Dedicamos una parte muy importante de nuestras horas militantes a la comunicación por internet. ¿Es lo necesario, no nos queda otra porque desapareció el espacio público, o hay que comenzar a educarse en cierta autocontención?
Hemos sido empujados ahí, no cabe duda, pero hemos cometido el error, al mismo tiempo, de concebir internet como una respuesta, una salida, una alternativa al «empujón». He dicho muchas veces que, cuando aún no hemos generalizado el paradigma letrado, la conciencia comienza a ser configurada por un nuevo paradigma que he llamado «pantállico» y que en realidad introduce a nivel de la percepción muchos más elementos «insconscientes» que la escritura (poderosísima fuente de conciencia «mecánica»). Internet es, al mismo tiempo, una técnica, una herramienta, un territorio y un órgano. Pero digamos que la dimensión «organo» domina sobre la dimensión «herramienta» o «técnica»: está más dentro que fuera de nosotros y, por lo tanto, es más difícil de manejar. Permite menos distancias y su misma facilidad se convierte en una tiranía: funciona solo, en nuestro interior (como un riñón o un hígado), y permite tecnológicamente prestaciones que son incompatibles con un cerebro finito y que, por su propia inmanencia orgánica, se convierten en obligatorias: la simultaneidad, el tiempo real, la velocidad total, la infinitud de las relaciones. Por todo esto, impone vínculos débiles y superficiales, muy frustrantes y estresantes, al margen de los compromisos políticos, y tiempos sincrónicos fugitivos, incompatibles con la sucesión del análisis y la escritura. Por lo demás, si es también un territorio -que ha multiplicado exponencialmente el espacio humano disponible y los lugares de encuentro- el número de fuerzas existentes en este nuevo continente, y la relación entre ellas, es el mismo que existe fuera, de manera que internet no es un territorio libre sino otro territorio que hay que liberar.

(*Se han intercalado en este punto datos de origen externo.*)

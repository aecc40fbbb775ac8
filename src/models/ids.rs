//! Identifier types
//!
//! `RequestId` is generated locally for every evaluation and ties audit log
//! entries to CLI output. `SessionId` is supplied by the caller and is never
//! interpreted.

use serde::{Deserialize, Serialize};
use std::fmt;
use std::str::FromStr;
use uuid::Uuid;

/// Identifier for one evaluation request
#[derive(Debug, Clone, Copy, PartialEq, Eq, Hash, Serialize, Deserialize)]
#[serde(transparent)]
pub struct RequestId(Uuid);

impl RequestId {
    /// Create a new random ID
    pub fn new() -> Self {
        Self(Uuid::new_v4())
    }

    /// Get the underlying UUID
    pub fn as_uuid(&self) -> &Uuid {
        &self.0
    }
}

impl Default for RequestId {
    fn default() -> Self {
        Self::new()
    }
}

impl fmt::Display for RequestId {
    fn fmt(&self, f: &mut fmt::Formatter<'_>) -> fmt::Result {
        write!(f, "req-{}", &self.0.to_string()[..8])
    }
}

impl FromStr for RequestId {
    type Err = uuid::Error;

    fn from_str(s: &str) -> Result<Self, Self::Err> {
        Ok(Self(Uuid::parse_str(s)?))
    }
}

/// Opaque session identifier attached by the surrounding web application
#[derive(Debug, Clone, PartialEq, Eq, Hash, Serialize, Deserialize)]
#[serde(transparent)]
pub struct SessionId(String);

impl SessionId {
    pub fn new(id: impl Into<String>) -> Self {
        Self(id.into())
    }

    pub fn as_str(&self) -> &str {
        &self.0
    }
}

impl fmt::Display for SessionId {
    fn fmt(&self, f: &mut fmt::Formatter<'_>) -> fmt::Result {
        f.write_str(&self.0)
    }
}

#[cfg(test)]
mod tests {
    use super::*;

    #[test]
    fn test_request_ids_are_unique() {
        assert_ne!(RequestId::new(), RequestId::new());
    }

    #[test]
    fn test_request_id_display() {
        let id = RequestId::new();
        let display = id.to_string();
        assert!(display.starts_with("req-"));
        assert_eq!(display.len(), 12);
    }

    #[test]
    fn test_request_id_parse() {
        let id = RequestId::new();
        let parsed: RequestId = id.as_uuid().to_string().parse().unwrap();
        assert_eq!(id, parsed);
        assert!("not-a-uuid".parse::<RequestId>().is_err());
    }

    #[test]
    fn test_session_id_is_transparent() {
        let session = SessionId::new("sess-42");
        assert_eq!(serde_json::to_string(&session).unwrap(), "\"sess-42\"");
        assert_eq!(session.as_str(), "sess-42");
    }
}
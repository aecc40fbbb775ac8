//! Money type for representing currency amounts
//!
//! Internally stores amounts in cents (i64) so that budget totals and
//! shortfalls are exact. Amounts cross the JSON boundary as decimal numbers
//! (`450000`, `1234.5`), matching what the cost estimator and the web client
//! exchange.

use serde::{Deserialize, Deserializer, Serialize, Serializer};
use std::fmt;
use std::ops::{Add, AddAssign, Neg, Sub, SubAssign};

/// Largest magnitude (in cents) that survives an f64 round trip exactly
const MAX_EXACT_CENTS: f64 = 9_007_199_254_740_992.0;

/// Represents a monetary amount stored as cents (hundredths of the currency unit)
#[derive(Debug, Clone, Copy, PartialEq, Eq, PartialOrd, Ord, Hash)]
pub struct Money(i64);

impl Money {
    /// Create a Money amount from cents
    ///
    /// # Examples
    /// ```
    /// use agentbto::models::Money;
    /// let amount = Money::from_cents(1050); // $10.50
    /// ```
    pub const fn from_cents(cents: i64) -> Self {
        Self(cents)
    }

    /// Create a Money amount from whole dollars
    ///
    /// # Examples
    /// ```
    /// use agentbto::models::Money;
    /// let amount = Money::from_dollars(20_000);
    /// assert_eq!(amount.cents(), 2_000_000);
    /// ```
    pub const fn from_dollars(dollars: i64) -> Self {
        Self(dollars * 100)
    }

    /// Convert a decimal amount to cents, rounding half away from zero.
    ///
    /// Returns `None` for NaN, infinities and magnitudes too large to be
    /// represented exactly.
    pub fn from_f64(value: f64) -> Option<Self> {
        if !value.is_finite() {
            return None;
        }
        let cents = (value * 100.0).round();
        if cents.abs() >= MAX_EXACT_CENTS {
            return None;
        }
        Some(Self(cents as i64))
    }

    /// Create a zero Money amount
    pub const fn zero() -> Self {
        Self(0)
    }

    /// Get the amount in cents
    pub const fn cents(&self) -> i64 {
        self.0
    }

    /// Get the amount as a decimal number
    pub fn as_f64(&self) -> f64 {
        self.0 as f64 / 100.0
    }

    /// Get the whole dollars portion (truncated toward zero)
    pub const fn dollars(&self) -> i64 {
        self.0 / 100
    }

    /// Get the cents portion (0-99)
    pub const fn cents_part(&self) -> i64 {
        (self.0 % 100).abs()
    }

    pub const fn is_zero(&self) -> bool {
        self.0 == 0
    }

    pub const fn is_positive(&self) -> bool {
        self.0 > 0
    }

    pub const fn is_negative(&self) -> bool {
        self.0 < 0
    }

    /// Get the absolute value
    pub const fn abs(&self) -> Self {
        Self(self.0.abs())
    }

    /// The amount by which `self` exceeds `other`, or zero
    pub fn excess_over(self, other: Money) -> Money {
        (self - other).max(Money::zero())
    }

    /// Parse a money amount from a string
    ///
    /// Accepts formats: "10.50", "-10.50", "$10.50", "-$10.50", "$-10.50",
    /// "10", "450,000". Digits beyond the cents are rounded half away from
    /// zero, the same as [`Money::from_f64`].
    pub fn parse(s: &str) -> Result<Self, MoneyParseError> {
        let invalid = || MoneyParseError::InvalidFormat(s.to_string());
        let trimmed = s.trim();

        let (negative, rest) = match trimmed.strip_prefix('-') {
            Some(rest) => (true, rest.strip_prefix('$').unwrap_or(rest)),
            None => match trimmed.strip_prefix('$') {
                Some(rest) => match rest.strip_prefix('-') {
                    Some(rest) => (true, rest),
                    None => (false, rest),
                },
                None => (false, trimmed),
            },
        };

        let digits: String = rest.chars().filter(|c| *c != ',').collect();
        let (whole, fraction) = match digits.split_once('.') {
            Some((whole, fraction)) => (whole, fraction),
            None => (digits.as_str(), ""),
        };

        if whole.is_empty() && fraction.is_empty() {
            return Err(invalid());
        }
        if !whole.chars().chain(fraction.chars()).all(|c| c.is_ascii_digit()) {
            return Err(invalid());
        }

        let dollars: i64 = if whole.is_empty() {
            0
        } else {
            whole.parse().map_err(|_| MoneyParseError::OutOfRange(s.to_string()))?
        };

        let mut places = fraction.bytes().map(|b| i64::from(b - b'0'));
        let tenths = places.next().unwrap_or(0);
        let hundredths = places.next().unwrap_or(0);
        let round_up = places.next().map_or(false, |d| d >= 5);
        let cents = tenths * 10 + hundredths + i64::from(round_up);

        let total = dollars
            .checked_mul(100)
            .and_then(|d| d.checked_add(cents))
            .filter(|c| (*c as f64) < MAX_EXACT_CENTS)
            .ok_or_else(|| MoneyParseError::OutOfRange(s.to_string()))?;

        Ok(Self(if negative { -total } else { total }))
    }

    /// Add two amounts, returning `None` when the sum leaves the range
    /// that survives a JSON round trip
    pub fn checked_add(self, other: Money) -> Option<Money> {
        self.0
            .checked_add(other.0)
            .filter(|c| (c.unsigned_abs() as f64) < MAX_EXACT_CENTS)
            .map(Self)
    }

    /// Format with a currency symbol
    pub fn format_with_symbol(&self, symbol: &str) -> String {
        if self.is_negative() {
            format!(
                "-{}{}.{:02}",
                symbol,
                self.dollars().abs(),
                self.cents_part()
            )
        } else {
            format!("{}{}.{:02}", symbol, self.dollars(), self.cents_part())
        }
    }

    /// Format rounded to whole dollars with thousands separators, e.g. `$650,000`
    pub fn format_whole(&self, symbol: &str) -> String {
        let rounded = (self.0.abs() + 50) / 100;
        let digits = rounded.to_string();
        let mut grouped = String::with_capacity(digits.len() + digits.len() / 3);
        for (i, ch) in digits.chars().enumerate() {
            if i > 0 && (digits.len() - i) % 3 == 0 {
                grouped.push(',');
            }
            grouped.push(ch);
        }
        if self.is_negative() && rounded > 0 {
            format!("-{}{}", symbol, grouped)
        } else {
            format!("{}{}", symbol, grouped)
        }
    }
}

impl Default for Money {
    fn default() -> Self {
        Self::zero()
    }
}

impl fmt::Display for Money {
    fn fmt(&self, f: &mut fmt::Formatter<'_>) -> fmt::Result {
        if self.is_negative() {
            write!(f, "-${}.{:02}", self.dollars().abs(), self.cents_part())
        } else {
            write!(f, "${}.{:02}", self.dollars(), self.cents_part())
        }
    }
}

impl Serialize for Money {
    fn serialize<S: Serializer>(&self, serializer: S) -> Result<S::Ok, S::Error> {
        if self.cents_part() == 0 {
            serializer.serialize_i64(self.dollars())
        } else {
            serializer.serialize_f64(self.as_f64())
        }
    }
}

impl<'de> Deserialize<'de> for Money {
    fn deserialize<D: Deserializer<'de>>(deserializer: D) -> Result<Self, D::Error> {
        let value = f64::deserialize(deserializer)?;
        Money::from_f64(value)
            .ok_or_else(|| serde::de::Error::custom(format!("amount out of range: {}", value)))
    }
}

impl Add for Money {
    type Output = Self;

    fn add(self, other: Self) -> Self {
        Self(self.0 + other.0)
    }
}

impl AddAssign for Money {
    fn add_assign(&mut self, other: Self) {
        self.0 += other.0;
    }
}

impl Sub for Money {
    type Output = Self;

    fn sub(self, other: Self) -> Self {
        Self(self.0 - other.0)
    }
}

impl SubAssign for Money {
    fn sub_assign(&mut self, other: Self) {
        self.0 -= other.0;
    }
}

impl Neg for Money {
    type Output = Self;

    fn neg(self) -> Self {
        Self(-self.0)
    }
}

impl std::iter::Sum for Money {
    fn sum<I: Iterator<Item = Self>>(iter: I) -> Self {
        iter.fold(Money::zero(), |acc, m| acc + m)
    }
}

/// Error type for money parsing
#[derive(Debug, Clone, PartialEq, Eq)]
pub enum MoneyParseError {
    InvalidFormat(String),
    OutOfRange(String),
}

impl fmt::Display for MoneyParseError {
    fn fmt(&self, f: &mut fmt::Formatter<'_>) -> fmt::Result {
        match self {
            MoneyParseError::InvalidFormat(s) => write!(f, "Invalid money format: {}", s),
            MoneyParseError::OutOfRange(s) => write!(f, "Amount out of range: {}", s),
        }
    }
}

impl std::error::Error for MoneyParseError {}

Dicho esto, hay que añadir que en todo caso tenemos que combatir también desde ese territorio y utilizar todas las grietas y todos los conductos que nos proporciona. Internet no garantiza ninguna victoria pero hoy es impensable luchar sin la red. Pero es imposible luchar sin la red. Pero no garantiza ninguna victoria; ni siquiera ninguna ventaja comparativa.
En los últimos tiempos, parecen generalizarse en la base social izquierdista (en Galiza por lo menos), comportamientos o actitudes que pertenecen a la realidad que tanto criticamos: consumismo, tecnodependencia, hipermovilidad, exhibición de pulsiones íntimas, incapacidad para solidificar lealtades y proyectos de largo plazo…en el extremo contrario, también aparecen críticas moralistas que recuerdan al ascetismo de algunos militantes de hace un siglo. ¿Piensas que esta crítica moralista conduce a algún sitio o que, por el contrario, nos debemos conformar a convivir lo mejor posible con una realidad por ahora inamovible?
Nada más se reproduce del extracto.